Staying with your staples

Some of you reading this may think to yourself that while micro-gardening for things like tomatoes or kale is great and all, you recognize that a majority of the American diet is composed out of a select variety of “Staple Crops”.  Things like Wheat, Rice, and potatoes are the basics; and while I doubt institutional corps like these will ever become a scarcity,  it still wouldn’t be a bad idea to know how to grow them, while rice and wheat require a scale of space beyond that provided to the urban and suburban environment, potatoes are actually incredibly space efficient, to the point that they can be grown in basically a bucket of dirt.  A singular store-bought potato can be turned into an entire bushel with the right kinds of soil mix, a little mulch, and an eight-gallon bucket.   Some professional gardens have gone so far with this bucket-growing method that they’ve grown entire bumper crops of spuds, with relatively little effort.  Small Scale Gardening also opens the possibility to pursue lesser-known staple crops such as chickpeas and lentils. Both of these crops can be made into flour, which can in turn be made into a variety of other goods including pasta and flatbreads. 

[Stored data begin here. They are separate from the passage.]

//! Order records — the immutable input of every design run.

use crate::{BoundingBox, CoreError, CoreResult, GeoPoint, OrderId};

/// One geocoded delivery order.
///
/// Records are read-only once ingested.  The ingestion layer guarantees both
/// points lie inside the operating region; [`validate`](Self::validate)
/// exists so the pipeline can report a contract violation as a single
/// [`CoreError::InvalidInput`] instead of clustering bad geometry.
#[derive(Clone, Debug, PartialEq)]
#[cfg_attr(feature = "serde", derive(serde::Serialize, serde::Deserialize))]
pub struct OrderRecord {
    pub id: OrderId,
    /// Unix timestamp (seconds) of order creation.
    pub timestamp: i64,
    pub pickup_point: GeoPoint,
    pub delivery_point: GeoPoint,
    pub customer: Option<String>,
}

impl OrderRecord {
    pub fn new(id: OrderId, timestamp: i64, pickup_point: GeoPoint, delivery_point: GeoPoint) -> Self {
        Self { id, timestamp, pickup_point, delivery_point, customer: None }
    }

    pub fn with_customer(mut self, customer: impl Into<String>) -> Self {
        self.customer = Some(customer.into());
        self
    }

    /// Check both points against the operating region.
    pub fn validate(&self, region: &BoundingBox) -> CoreResult<()> {
        if !region.contains(self.pickup_point) {
            return Err(CoreError::InvalidInput(format!(
                "order {}: pickup point {} outside operating region",
                self.id, self.pickup_point
            )));
        }
        if !region.contains(self.delivery_point) {
            return Err(CoreError::InvalidInput(format!(
                "order {}: delivery point {} outside operating region",
                self.id, self.delivery_point
            )));
        }
        Ok(())
    }

    /// Calendar day index (days since the Unix epoch, UTC).
    #[inline]
    pub fn day(&self) -> i64 {
        self.timestamp.div_euclid(86_400)
    }
}
//! Spatial-subsystem error type.

use thiserror::Error;

/// Errors produced by `wn-spatial`.
#[derive(Debug, Error, Clone, PartialEq)]
pub enum SpatialError {
    #[error("invalid clustering parameter: {0}")]
    InvalidParameter(String),

    #[error("boundary unit {code}: {reason}")]
    InvalidGeometry { code: String, reason: String },

    #[error("duplicate boundary code {0}")]
    DuplicateCode(String),
}

pub type SpatialResult<T> = Result<T, SpatialError>;
//! `wn-spatial` — point indexing, density clustering, and boundary lookup.
//!
//! # Crate layout
//!
//! | Module       | Contents                                                   |
//! |--------------|------------------------------------------------------------|
//! | [`index`]    | `PointIndex` (R-tree over projected points)                |
//! | [`dbscan`]   | `Dbscan`, `DbscanLabels`                                   |
//! | [`boundary`] | `BoundaryUnit`, `BoundarySet` (R-tree + polygon tests)     |
//! | [`error`]    | `SpatialError`, `SpatialResult<T>`                         |
//!
//! # Feature flags
//!
//! | Flag       | Effect                                                    |
//! |------------|-----------------------------------------------------------|
//! | `parallel` | Counts DBSCAN neighbourhoods with Rayon.                  |
//! | `serde`    | Derives `Serialize`/`Deserialize` on label types.         |

pub mod boundary;
pub mod dbscan;
pub mod error;
pub mod index;

#[cfg(test)]
mod tests;

pub use boundary::{BoundarySet, BoundaryUnit};
pub use dbscan::{Dbscan, DbscanLabels};
pub use error::{SpatialError, SpatialResult};
pub use index::PointIndex;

Home Gardening Setup: Photo Credit Wikimedia Commons

Why gardening is important. 

I understand that ultimately most people still don’t garden in urban environments, space is precious, time is scarce, and everyone is doing their best to keep their landlords happy. Turning your apartment into a farm can be a one-way ticket to losing your deposit for some landlords.  Still, if your landlord allows it, I would recommend trying out home micro-gardening for yourself. Regardless of the possibility of increased food insecurity in the future, gardening is a calming, and beneficial hobby that doesn’t take all that much time or money; and with it comes the personal satisfaction of growing your own food. 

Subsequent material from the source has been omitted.